Affichage des articles dont le libellé est émeutes. Afficher tous les articles
Affichage des articles dont le libellé est émeutes. Afficher tous les articles

lundi 20 juin 2016

Moi j'bichais car je les adore

    - […] les fautifs, ce sont les propriétaires, non les fermiers.
   A ces paroles, toutes les faces se tournèrent du côté du konak*.
Costaké dit :
   - Ca va barder… Le Baragan commence à faire flamber ses chardons !


    Nous étions devant l’auberge de Stoïan. Des villageois, loqueteux, hâves, courbaturés, venaient fébrilement l’un après l’autre, et questionnaient en balbutiant. Alors nous nous aperçûmes que cette nouvelle n’était pas le seul événement de la journée, et qu’avec elle, un second gendarme nous tombait sur le nez. Ils étaient présents, naturellement, ces deux piliers de l’oppression, bien nourris, bien vêtus, bien armés, peu loquaces, graves surtout, comme les oreilles de leurs maîtres. Et tout de suite, l’ancien de dire à Costaké :
    - Tu ferais mieux de garder ta langue au chaud, l’ami !
    Puis à l’instituteur :
    - Vous, monsieur Cristea, lisez à l’avenir les journaux chez vous !
    Et aux paysans :
    - Que faites-vous ici ? Retournez à vos foyers ! Les rassemblements sont interdits…
    - Pourquoi ? demanda un homme ; est-ce qu’on a décrété l’état de siège ?
    Le gendarme fonça sur l’audacieux :
   - Ah, tu connais déjà la Constitution ? Viens un peu que je t’apprenne un article que tu ignores !
   - Ce fut un cortège tumultueux qui suivit l’arrêté jusqu’à la mairie, où le paysan passa quand même la nuit à apprendre l’article en question. Mais cet « article » plaida avec une langue de feu, dans le grand procès qui commença sur le champ.

Viens un peu que je t’apprenne un article que tu ignores !

   Le lendemain, très tôt, nous fûmes éveillés par les hurlements du paysan battu, qui, dès qu’on le lâcha, se mit à courir par tout le village en criant :
   - Au secours, hommes bons, au secours ! Ils m’ont tué !
   Tout le monde accourut sur la place de l’auberge, où l’homme s’était écroulé, la tête noire, méconnaissable. Toudoritza lui prodigua des soins. L’aubergiste lui fit avaler un bon verre d’eau de vie. On cherchait du regard les gendarmes. Ils tardèrent plus d’une heure à arriver. Pendant ce temps, le battu se remit un peu et raconta l’affreuse nuit qu’il avait passée à la gendarmerie. Les paysans écoutaient, blêmes. Des femmes pleuraient. Et voici les gendarmes, qui s’approchaient en se dandinant et en ricanant, fusil au dos, revolver à la cuisse.
   - Assassins ! Bourreaux !
   Un silence complet. Les apostrophés, arrêtés au milieu de la foule, essayèrent de découvrir à qui appartenait la voix de femme qui avait proféré ces mots. Ils n’y réussirent pas.
   - Qui est la parchoaura qui insulte ainsi l’autorité ? cria l’ancien gendarme.
   Une bousculade, et une femme se planta devant eux :
   - Moi !
   C’était Stana, les mains sur les hanches, rouge comme le feu, avec un regard de folle et la poitrine haletante. Son ventre énorme s’avançait, pointu, et levait bien haut le devant de la jupe.
   - C’est toi, putain ? fit en marchant vers elle le gendarme furieux.
   - Oui, oui ! Moi. Assassins ! Bourreaux ! C’est moi qui vous dit cela, moi, la putain de votre maître !
   Et avec un ahrr ptiou ! un gros crachat partit de sa bouche, droit dans les yeux du gendarme.

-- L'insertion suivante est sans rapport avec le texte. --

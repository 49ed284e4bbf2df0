//! Application settings management
//!
//! This module defines the configuration structure and provides methods
//! for loading settings from TOML files and environment variables.

use std::time::Duration;
use serde::{Deserialize, Serialize};

/// Main application configuration structure
#[derive(Debug, Clone, Deserialize, Serialize)]
pub struct Settings {
    pub server: ServerConfig,
    pub database: DatabaseConfig,
    pub logging: LoggingConfig,
    pub features: FeaturesConfig,
}

/// HTTP server configuration
#[derive(Debug, Clone, Deserialize, Serialize)]
pub struct ServerConfig {
    pub host: String,
    pub port: u16,
}

impl ServerConfig {
    pub fn bind_address(&self) -> String {
        format!("{}:{}", self.host, self.port)
    }
}

/// Database configuration
#[derive(Debug, Clone, Deserialize, Serialize)]
pub struct DatabaseConfig {
    pub url: String,
    pub max_connections: u32,
    pub min_connections: u32,
    pub acquire_timeout_seconds: u64,
    pub run_migrations: bool,
}

impl DatabaseConfig {
    pub fn acquire_timeout(&self) -> Duration {
        Duration::from_secs(self.acquire_timeout_seconds)
    }
}

/// Logging configuration
#[derive(Debug, Clone, Deserialize, Serialize)]
pub struct LoggingConfig {
    pub level: String,
    pub directory: String,
    pub file_prefix: String,
    pub json: bool,
}

/// Feature flags configuration
#[derive(Debug, Clone, Deserialize, Serialize)]
pub struct FeaturesConfig {
    /// Serve from the in-memory store instead of Postgres
    pub use_in_memory_store: bool,
}

impl Settings {
    /// Load settings from configuration file and environment variables
    ///
    /// Defaults are applied first, then `config.toml` (optional), then
    /// `CAMPUS_EVENTS_*` variables such as `CAMPUS_EVENTS_DATABASE__URL`.
    pub fn new() -> Result<Self, config::ConfigError> {
        let settings = config::Config::builder()
            .add_source(config::Config::try_from(&Settings::default())?)
            .add_source(config::File::with_name("config").required(false))
            .add_source(
                config::Environment::with_prefix("CAMPUS_EVENTS")
                    .prefix_separator("_")
                    .separator("__")
                    .try_parsing(true),
            )
            .build()?;

        settings.try_deserialize()
    }

    /// Validate configuration settings
    pub fn validate(&self) -> Result<(), crate::utils::errors::CampusEventsError> {
        super::validation::validate_settings(self)
    }
}

impl Default for Settings {
    fn default() -> Self {
        Self {
            server: ServerConfig {
                host: "0.0.0.0".to_string(),
                port: 8080,
            },
            database: DatabaseConfig {
                url: "postgresql://localhost/campus_events".to_string(),
                max_connections: 10,
                min_connections: 1,
                acquire_timeout_seconds: 30,
                run_migrations: true,
            },
            logging: LoggingConfig {
                level: "info".to_string(),
                directory: "logs".to_string(),
                file_prefix: "campus-events.log".to_string(),
                json: false,
            },
            features: FeaturesConfig {
                use_in_memory_store: false,
            },
        }
    }
}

   Au même instant, avec un Sus à eux ! voici le paysan battu qui saute sur le dos du nouveau gendarme et le jette à terre – ce qui fit promptement se retourner son collègue, la main au revolver – mais on ne put plus rien distinguer, car ce ne fut qu’une mêlée sourde, au milieu de laquelle six coups de feu retentirent, et les deux gendarmes restèrent ensanglantés sur la place qui se vida en un clin d’œil.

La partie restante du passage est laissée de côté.